The day things began to fall apart, I was on holiday. After my final examination, Mama called to break the news to me.

“Elochukwu,” her voice poured out of the phone into my ears. Hoarse, unlike the calmness in Papa’s voice that comes like a feather titillating one’s ear. “Your father. Nna gi,” she paused to blow her snotty nose, “they’ve imprisoned him.” My happiness deflated at the news. I could remember the phone sliding off my palm, and landing on my thigh. I picked it up immediately. I wanted to reach out to her and yank the bad words off her tongue. “They confiscated our property too. Those people. Ndi obi ojoo,” her voice cracked. The phone bleeped before I could shout Ekwuzina. Her airtime was exhausted. I stared at the screen as if chiding it for being the bearer of such news. From here, I knew things would never remain the same again.

I’d leave Enugu for Umuahia the next day because I wanted to console Mama. To hear her recount the whole story. She’d tell me how it all began, picking each detail the way she picked stones off her beans; from Papa’s false allegation to how the police came, handcuffed him, and confiscated our property. Everything became blurry. My dreams shattered like a pack of dominoes. I realized how circumstances can maim one’s optimism. I, who’d carved a great future ahead of me.

That morning, we vacated our flat because we needed to secure a cheaper one. I held one powerful ammunition with which I’d bring our conditions back to normal – hope. I let hope slaughter my fear, this belief that things can’t turn out well for us again. It showed me a brighter future. The one where we’d move out of this rat-infested room we rented. Hope told me we could be another Job rising like a Phoenix to reclaim what belonged to us.
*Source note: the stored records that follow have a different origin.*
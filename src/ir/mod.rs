//! Intermediate representation of a stencil solution.
//!
//! - `dims`: the dimension catalog
//! - `var`: variables with halo/allocation/padding
//! - `expr`: var-points and expression trees
//! - `equation`: single assignments
//! - `solution`: definition surface and finalization

pub mod dims;
pub mod var;
pub mod expr;
pub mod equation;
pub mod solution;

pub use dims::{DimKind, Dimension, Dimensions};
pub use var::Variable;
pub use expr::{Expr, Index, Intrinsic, VarPoint};
pub use equation::{EqId, EqKind, Equation};
pub use solution::{DimRef, Solution, SolutionBuilder};
//! Record schemas and the tabular parameter built from them.
//!
//! # Responsibility
//! - Describe caller record types explicitly, without runtime reflection.
//! - Convert record lists into table-valued parameters for bulk calls.

pub mod record;
pub mod table_param;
The next week, I stomped out of the house with my Ghana-must-go bag, which contained the Okrika clothes I intended to sell in the market, slung over my shoulder. I didn’t feel the weight. The only weight I felt was that of my dreams which made me come up with this business idea. I maneuvered through the alleyways, refusing to scrunch my nose at the malodorous smell of urine and mosquito-infested garbage emanating from the gutters. I was learning to get accustomed to this alien smell. So far, my life has known more luxury than suffering. I ruminated over my father’s predicament as I picked my steps towards a curb, where I stood to flag down a keke-napep. My father, my ebullient sturdy man, who a few weeks ago had encouraged me to apply for a UK visa, vowing to give me his best till I become the best.

Why do bad things happen to good people? Does God delight in their sufferings? If not, why then will he permit them to suffer?

Tears were brimming in my eyes. Specks of it found their way down my cheeks. But I was fast enough to wipe them before the curious eyes of passers-by darted towards my direction. At that instant, my eyes caught sight of a keke-napep gliding to a halt. I rushed towards it and inadvertently stepped on a woman who had had her child strapped on her back and a ware resting comfortably on her head. “You no dey see road abi? Mumu. Anu ofia,” she cursed in her thick Igbo accent.
“Sorry ma. No vex biko,” I apologized, rushing to meet the keke-napep. I sat between two drowsy men, squeezed in between like a hastily made sandwich. Smell of wet unshaven armpits flooded my nostrils. I let my mind flounder around the event that led to my father’s imprisonment.

He was accused of embezzlement — a set-up by his colleagues who have been nursing resentment towards him for refusing to be part of their immoral deeds in the company. They cooked up lies which they injected into the general manager’s bones. Next thing, he was bundled by the police, who demanded a whopping sum of money for his release. To them, part of the money would be used to settle the embezzled sum. Since we couldn’t afford the money, they confiscated our property too.

I knew this would thwart my plan of joining my friends who had gone abroad to find their future, as all my father’s savings had been reserved for sponsoring that dream. We needed money to bail him out and Mama’s petty trading business wouldn’t sustain either of us. Saddled with a new financial responsibility, I decided to take up the okrika business to make ends meet.

On reaching the market, I alighted and secured a position on the ground where I spread a sack bag and strewn the okrika clothes on it. “Grade one Okrika, this one pass bend down select oo, oyibo never wear am well,” I shouted, ringing my bell at intervals and beckoning potential customers for patronage. Soon, the place began to brim with people, bending to make their choices.

As the days crawled into weeks and weeks into months, I upgraded my okrika business and recorded much profit. Profit big enough to bail Papa out of prison. Big enough to enable me to apply for my dream UK visa.

 

“Papa. Ogadimma uzo. It shall be well again,” I affirmed the evening he returned home, peering lovingly into his brown eyes. He nodded childishly and embraced me into his now lean arms. Two specks of tears escaped his eyes which had become sunken from many months of solitary confinement. I watched my man cry. Smiles creased my brows as I pictured myself in London, where I’d make money. Big money. Enough to banish tears from his face for life. Big enough to secure his comfort.